Karahan, üçüncü çeyrekte hizmet enflasyonu üzerinde okula dönüş etkisinin belirgin olduğunu kaydederek, okula dönüşün tamamlanmasıyla bahsi geçen gruplarda göreli fiyat uyarlamasının büyük ölçüde tamamlandığını dile getirdi.
“Kira dışındaki hizmetlerde fiyat artışları kademeli olarak zayıflamaktadır” diyen Karahan, hizmet fiyatları dinamiklerine kira ve kira dışı şeklinde bakmanın daha sağlıklı olduğunu değerlendirdiklerini vurguladı.
Kiraların, deprem, kentsel dönüşüm, kira artış sınırlaması gibi nedenlerle, diğer hizmet kalemlerinden ayrı ele alınması gereken ve yapısal boyutu da olan bir husus olduğunu ifade eden Karahan, “Bu saydığımız nedenlerle kira enflasyonundaki ataletin öngörülerimizden yüksek olduğunu değerlendirmekle beraber, kira hariç hizmetlerin daha belirgin yavaşladığını görüyoruz” diye konuştu.
‘Göstergeler, son çeyrekte aylık kira enflasyonunun yavaşlayacağına işaret ediyor’
Merkez Bankası Başkanı Karahan, kasım ayına ilişkin perakende ödeme sisteminden elde edilen öncü göstergelerin, son çeyrekte aylık kira enflasyonunun yavaşlayacağına işaret ettiğinin altını çizdi.
Makro görünümün dezenflasyon sürecine katkı vermeye devam ettiğini dile getiren Karahan, şu değerlendirmelerde bulundu:
Para politikasındaki kararlı duruşumuz, yurt içi talepte dengelenme, Türk lirasında reel değerlenme ve enflasyon beklentilerindeki düzelme vasıtasıyla aylık enflasyonun ana eğilimini düşürmeye devam edecek. Ayrıca, maliye politikasının artan eşgüdümünün de bu sürece önemli katkı sağlayacağını değerlendiriyoruz. Talepteki dengelenme sürmektedir. Yılın ikinci çeyreğinde, yurt içi talebin yıllık büyümeye katkısı belirgin olarak azalırken, net ihracatın büyümeye pozitif katkısı sürdü. Bu dönemde, yurt içi talep büyümeye 1.2 puan katkı verirken, net ihracatın katkısı 1.3 puan olarak gerçekleşti. Böylelikle, büyümedeki talep kompozisyonu daha dengeli bir görünüm sergiledi. Cuma günü açıklanacak üçüncü çeyrek verilerinde de bu görünümün sürmesini bekliyoruz.

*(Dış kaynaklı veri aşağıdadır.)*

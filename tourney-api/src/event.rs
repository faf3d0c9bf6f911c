use std::collections::{BTreeMap, HashMap};

use http::method::InvalidMethod;
use http::Method;
use percent_encoding::percent_decode_str;
use serde::{Deserialize, Deserializer, Serialize};

/// An incoming request in the serverless event shape.
///
/// Header lookups through [`Event::header`] are case-insensitive. A missing or blank body is
/// treated as an empty JSON object.
#[derive(Clone, Debug, PartialEq, Eq, Serialize, Deserialize)]
#[serde(rename_all = "camelCase")]
pub struct Event {
    #[serde(default = "default_method")]
    pub http_method: String,
    #[serde(default, deserialize_with = "null_as_default")]
    pub headers: HashMap<String, String>,
    #[serde(default)]
    pub body: Option<String>,
    #[serde(default)]
    pub query_string_parameters: Option<HashMap<String, String>>,
}

impl Event {
    pub fn new(method: Method) -> Self {
        Self {
            http_method: method.as_str().to_owned(),
            headers: HashMap::new(),
            body: None,
            query_string_parameters: None,
        }
    }

    pub fn header<K, V>(mut self, key: K, value: V) -> Self
    where
        K: Into<String>,
        V: Into<String>,
    {
        self.headers.insert(key.into(), value.into());
        self
    }

    pub fn body<T>(mut self, body: T) -> Self
    where
        T: Into<String>,
    {
        self.body = Some(body.into());
        self
    }

    pub fn query<K, V>(mut self, key: K, value: V) -> Self
    where
        K: Into<String>,
        V: Into<String>,
    {
        self.query_string_parameters
            .get_or_insert_with(HashMap::new)
            .insert(key.into(), value.into());
        self
    }

    /// Parses the request method. Methods are case-sensitive, `post` is not `POST`.
    #[inline]
    pub fn method(&self) -> Result<Method, InvalidMethod> {
        Method::from_bytes(self.http_method.as_bytes())
    }

    /// Returns the value of the header `name`, ignoring ASCII case. An exact match wins over
    /// one that only differs in case.
    pub fn get_header(&self, name: &str) -> Option<&str> {
        if let Some(value) = self.headers.get(name) {
            return Some(value);
        }

        self.headers
            .iter()
            .find(|(key, _)| key.eq_ignore_ascii_case(name))
            .map(|(_, value)| value.as_str())
    }

    /// Returns the query parameter `name`. Empty values are reported as absent.
    pub fn get_query(&self, name: &str) -> Option<&str> {
        self.query_string_parameters
            .as_ref()?
            .get(name)
            .map(String::as_str)
            .filter(|value| !value.is_empty())
    }

    /// Returns the raw JSON body, substituting `{}` for a missing or blank body.
    pub fn body_str(&self) -> &str {
        match self.body.as_deref() {
            Some(body) if !body.trim().is_empty() => body,
            _ => "{}",
        }
    }
}

fn default_method() -> String {
    String::from("GET")
}

fn null_as_default<'de, D, T>(deserializer: D) -> Result<T, D::Error>
where
    D: Deserializer<'de>,
    T: Default + Deserialize<'de>,
{
    Ok(Option::<T>::deserialize(deserializer)?.unwrap_or_default())
}

/// Decodes an `application/x-www-form-urlencoded` query string. Later keys override earlier
/// ones.
pub fn parse_query_string(query: &str) -> HashMap<String, String> {
    let decode = |s: &str| {
        let s = s.replace('+', " ");
        percent_decode_str(&s).decode_utf8_lossy().into_owned()
    };

    query
        .split('&')
        .filter(|pair| !pair.is_empty())
        .map(|pair| match pair.split_once('=') {
            Some((key, value)) => (decode(key), decode(value)),
            None => (decode(pair), String::new()),
        })
        .collect()
}

/// The response to an [`Event`].
#[derive(Clone, Debug, PartialEq, Eq, Serialize, Deserialize)]
#[serde(rename_all = "camelCase")]
pub struct EventResponse {
    pub status_code: u16,
    pub headers: BTreeMap<String, String>,
    pub body: String,
}

impl EventResponse {
    /// Deserializes the JSON body.
    pub fn json<'a, T>(&'a self) -> serde_json::Result<T>
    where
        T: Deserialize<'a>,
    {
        serde_json::from_str(&self.body)
    }
}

Karahan, yurt içi talepteki yavaşlamanın ılımlı seyrettiğini kaydederek, üçüncü çeyreğe ilişkin mevcut verilerin, yurt içi talepte ılımlı seyrin devam ettiğini gösterdiğini söyledi.
Bu dönemde, perakende satışların bir önceki çeyreğe kıyasla bir miktar arttığını ifade eden Karahan, “Bununla birlikte, perakende satışlara daha detaylı baktığımızda, altın hariç artışın daha ılımlı olduğunu görüyoruz. Hizmet üretim endeksi de iç talepte dengelenmeye işaret ediyor. Bu göstergelerin yanı sıra firma görüşmelerinden elde ettiğimiz bilgiler de iç talepteki yavaşlamayı teyit ediyor” diye konuştu.